--- Your goal ---
Please copy, character for character, each line from the beginning of the listing to the line containing "#[derive(Args, Debug, Clone, Copy)]", including both.

--- Provided data ---
::::

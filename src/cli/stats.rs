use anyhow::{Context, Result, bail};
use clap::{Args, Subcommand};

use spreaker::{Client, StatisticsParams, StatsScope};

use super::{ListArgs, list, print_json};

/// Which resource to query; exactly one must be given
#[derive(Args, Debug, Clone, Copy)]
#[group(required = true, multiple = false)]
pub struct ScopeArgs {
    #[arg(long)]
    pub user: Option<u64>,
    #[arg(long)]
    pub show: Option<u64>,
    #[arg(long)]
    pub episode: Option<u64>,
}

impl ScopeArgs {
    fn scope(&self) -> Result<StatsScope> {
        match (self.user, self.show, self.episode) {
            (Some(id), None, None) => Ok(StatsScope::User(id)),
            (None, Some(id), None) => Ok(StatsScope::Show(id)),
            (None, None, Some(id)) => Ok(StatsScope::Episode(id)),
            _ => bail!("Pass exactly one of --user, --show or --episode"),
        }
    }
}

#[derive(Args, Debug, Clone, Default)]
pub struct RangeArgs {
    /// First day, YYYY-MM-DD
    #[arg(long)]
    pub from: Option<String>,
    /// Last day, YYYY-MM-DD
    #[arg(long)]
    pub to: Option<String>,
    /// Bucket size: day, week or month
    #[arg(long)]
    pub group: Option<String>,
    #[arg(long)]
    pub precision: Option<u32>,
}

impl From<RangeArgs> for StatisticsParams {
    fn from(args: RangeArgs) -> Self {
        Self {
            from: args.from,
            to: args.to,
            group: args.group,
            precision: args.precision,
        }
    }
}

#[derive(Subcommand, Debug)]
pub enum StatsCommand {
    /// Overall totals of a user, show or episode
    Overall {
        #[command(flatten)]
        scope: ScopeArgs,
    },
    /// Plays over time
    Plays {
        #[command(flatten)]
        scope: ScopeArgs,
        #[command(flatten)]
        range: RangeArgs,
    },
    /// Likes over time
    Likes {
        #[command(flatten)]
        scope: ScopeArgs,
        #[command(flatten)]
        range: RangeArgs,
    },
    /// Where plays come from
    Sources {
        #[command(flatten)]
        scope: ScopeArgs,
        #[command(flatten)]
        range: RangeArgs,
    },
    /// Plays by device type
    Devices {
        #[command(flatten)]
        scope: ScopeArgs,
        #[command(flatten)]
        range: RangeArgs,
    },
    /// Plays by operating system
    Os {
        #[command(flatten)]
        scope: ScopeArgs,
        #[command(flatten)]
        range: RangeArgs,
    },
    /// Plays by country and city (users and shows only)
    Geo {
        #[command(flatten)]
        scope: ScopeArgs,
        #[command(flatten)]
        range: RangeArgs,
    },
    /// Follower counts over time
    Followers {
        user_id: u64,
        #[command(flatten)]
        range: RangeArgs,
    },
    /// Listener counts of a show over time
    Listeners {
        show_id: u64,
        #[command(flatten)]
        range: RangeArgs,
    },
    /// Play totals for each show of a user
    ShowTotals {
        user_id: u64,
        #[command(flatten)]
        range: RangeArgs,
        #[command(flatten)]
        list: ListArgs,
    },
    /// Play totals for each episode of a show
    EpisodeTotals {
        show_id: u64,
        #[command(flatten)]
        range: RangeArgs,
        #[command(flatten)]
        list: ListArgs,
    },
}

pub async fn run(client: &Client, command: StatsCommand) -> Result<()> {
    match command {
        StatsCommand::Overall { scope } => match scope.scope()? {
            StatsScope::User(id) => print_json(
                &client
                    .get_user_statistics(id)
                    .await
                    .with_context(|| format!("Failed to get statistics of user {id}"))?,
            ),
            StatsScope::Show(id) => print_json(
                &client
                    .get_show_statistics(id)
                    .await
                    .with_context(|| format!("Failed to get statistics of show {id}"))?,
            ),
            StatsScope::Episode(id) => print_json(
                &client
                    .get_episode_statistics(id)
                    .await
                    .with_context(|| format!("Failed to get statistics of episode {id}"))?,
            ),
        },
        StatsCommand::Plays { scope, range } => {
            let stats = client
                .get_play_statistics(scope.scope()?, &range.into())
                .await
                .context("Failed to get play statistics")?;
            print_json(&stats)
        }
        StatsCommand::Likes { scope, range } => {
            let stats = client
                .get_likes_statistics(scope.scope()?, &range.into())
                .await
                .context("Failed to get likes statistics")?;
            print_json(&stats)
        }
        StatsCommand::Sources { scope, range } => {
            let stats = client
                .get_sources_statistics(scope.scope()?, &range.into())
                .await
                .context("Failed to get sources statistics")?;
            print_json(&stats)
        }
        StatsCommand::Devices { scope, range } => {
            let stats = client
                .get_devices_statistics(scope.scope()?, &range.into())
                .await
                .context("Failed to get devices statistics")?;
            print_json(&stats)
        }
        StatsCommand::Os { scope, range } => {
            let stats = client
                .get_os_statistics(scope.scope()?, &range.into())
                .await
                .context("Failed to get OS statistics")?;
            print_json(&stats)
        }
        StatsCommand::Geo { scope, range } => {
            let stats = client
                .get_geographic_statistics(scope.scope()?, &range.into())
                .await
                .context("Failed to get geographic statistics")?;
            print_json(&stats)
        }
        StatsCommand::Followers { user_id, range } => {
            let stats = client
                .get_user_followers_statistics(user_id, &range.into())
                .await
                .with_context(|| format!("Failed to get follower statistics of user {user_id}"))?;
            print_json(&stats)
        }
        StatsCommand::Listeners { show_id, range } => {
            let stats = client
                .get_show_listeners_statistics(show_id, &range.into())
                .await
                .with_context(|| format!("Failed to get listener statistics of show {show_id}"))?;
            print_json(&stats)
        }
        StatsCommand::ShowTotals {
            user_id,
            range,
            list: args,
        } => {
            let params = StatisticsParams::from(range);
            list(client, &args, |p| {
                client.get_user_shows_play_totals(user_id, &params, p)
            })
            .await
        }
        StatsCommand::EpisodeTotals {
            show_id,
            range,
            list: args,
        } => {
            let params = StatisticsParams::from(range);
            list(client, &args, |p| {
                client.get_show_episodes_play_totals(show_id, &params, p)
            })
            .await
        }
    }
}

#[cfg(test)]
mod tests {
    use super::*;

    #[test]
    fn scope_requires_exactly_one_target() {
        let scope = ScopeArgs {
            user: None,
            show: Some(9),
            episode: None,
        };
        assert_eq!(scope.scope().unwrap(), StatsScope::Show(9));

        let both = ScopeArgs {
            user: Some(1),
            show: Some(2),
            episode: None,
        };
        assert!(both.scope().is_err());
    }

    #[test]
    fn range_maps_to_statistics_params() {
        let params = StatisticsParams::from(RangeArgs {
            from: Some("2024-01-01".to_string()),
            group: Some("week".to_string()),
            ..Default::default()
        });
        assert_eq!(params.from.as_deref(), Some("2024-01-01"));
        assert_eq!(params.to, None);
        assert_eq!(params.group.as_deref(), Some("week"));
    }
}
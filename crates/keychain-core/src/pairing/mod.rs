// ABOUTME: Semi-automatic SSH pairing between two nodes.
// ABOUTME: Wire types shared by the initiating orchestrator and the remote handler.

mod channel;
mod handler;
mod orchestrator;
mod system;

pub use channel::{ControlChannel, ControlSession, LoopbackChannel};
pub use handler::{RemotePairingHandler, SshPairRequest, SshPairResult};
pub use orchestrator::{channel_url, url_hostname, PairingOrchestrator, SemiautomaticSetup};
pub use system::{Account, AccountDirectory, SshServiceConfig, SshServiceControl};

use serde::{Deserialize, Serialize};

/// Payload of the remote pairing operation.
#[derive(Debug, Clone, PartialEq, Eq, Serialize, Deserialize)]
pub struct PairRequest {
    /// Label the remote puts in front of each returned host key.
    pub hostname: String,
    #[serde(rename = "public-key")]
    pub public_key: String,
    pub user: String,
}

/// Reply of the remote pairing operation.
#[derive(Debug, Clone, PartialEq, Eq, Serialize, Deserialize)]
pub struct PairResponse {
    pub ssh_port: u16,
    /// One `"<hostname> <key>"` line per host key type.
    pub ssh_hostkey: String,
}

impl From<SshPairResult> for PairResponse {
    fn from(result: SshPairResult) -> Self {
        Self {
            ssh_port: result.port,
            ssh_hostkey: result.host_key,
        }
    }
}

::::

--- Your solution ---
filename src/cli/stats.rs
use anyhow::{Context, Result, bail};
use clap::{Args, Subcommand};

use spreaker::{Client, StatisticsParams, StatsScope};

use super::{ListArgs, list, print_json};

/// Which resource to query; exactly one must be given
#[derive(Args, Debug, Clone, Copy)]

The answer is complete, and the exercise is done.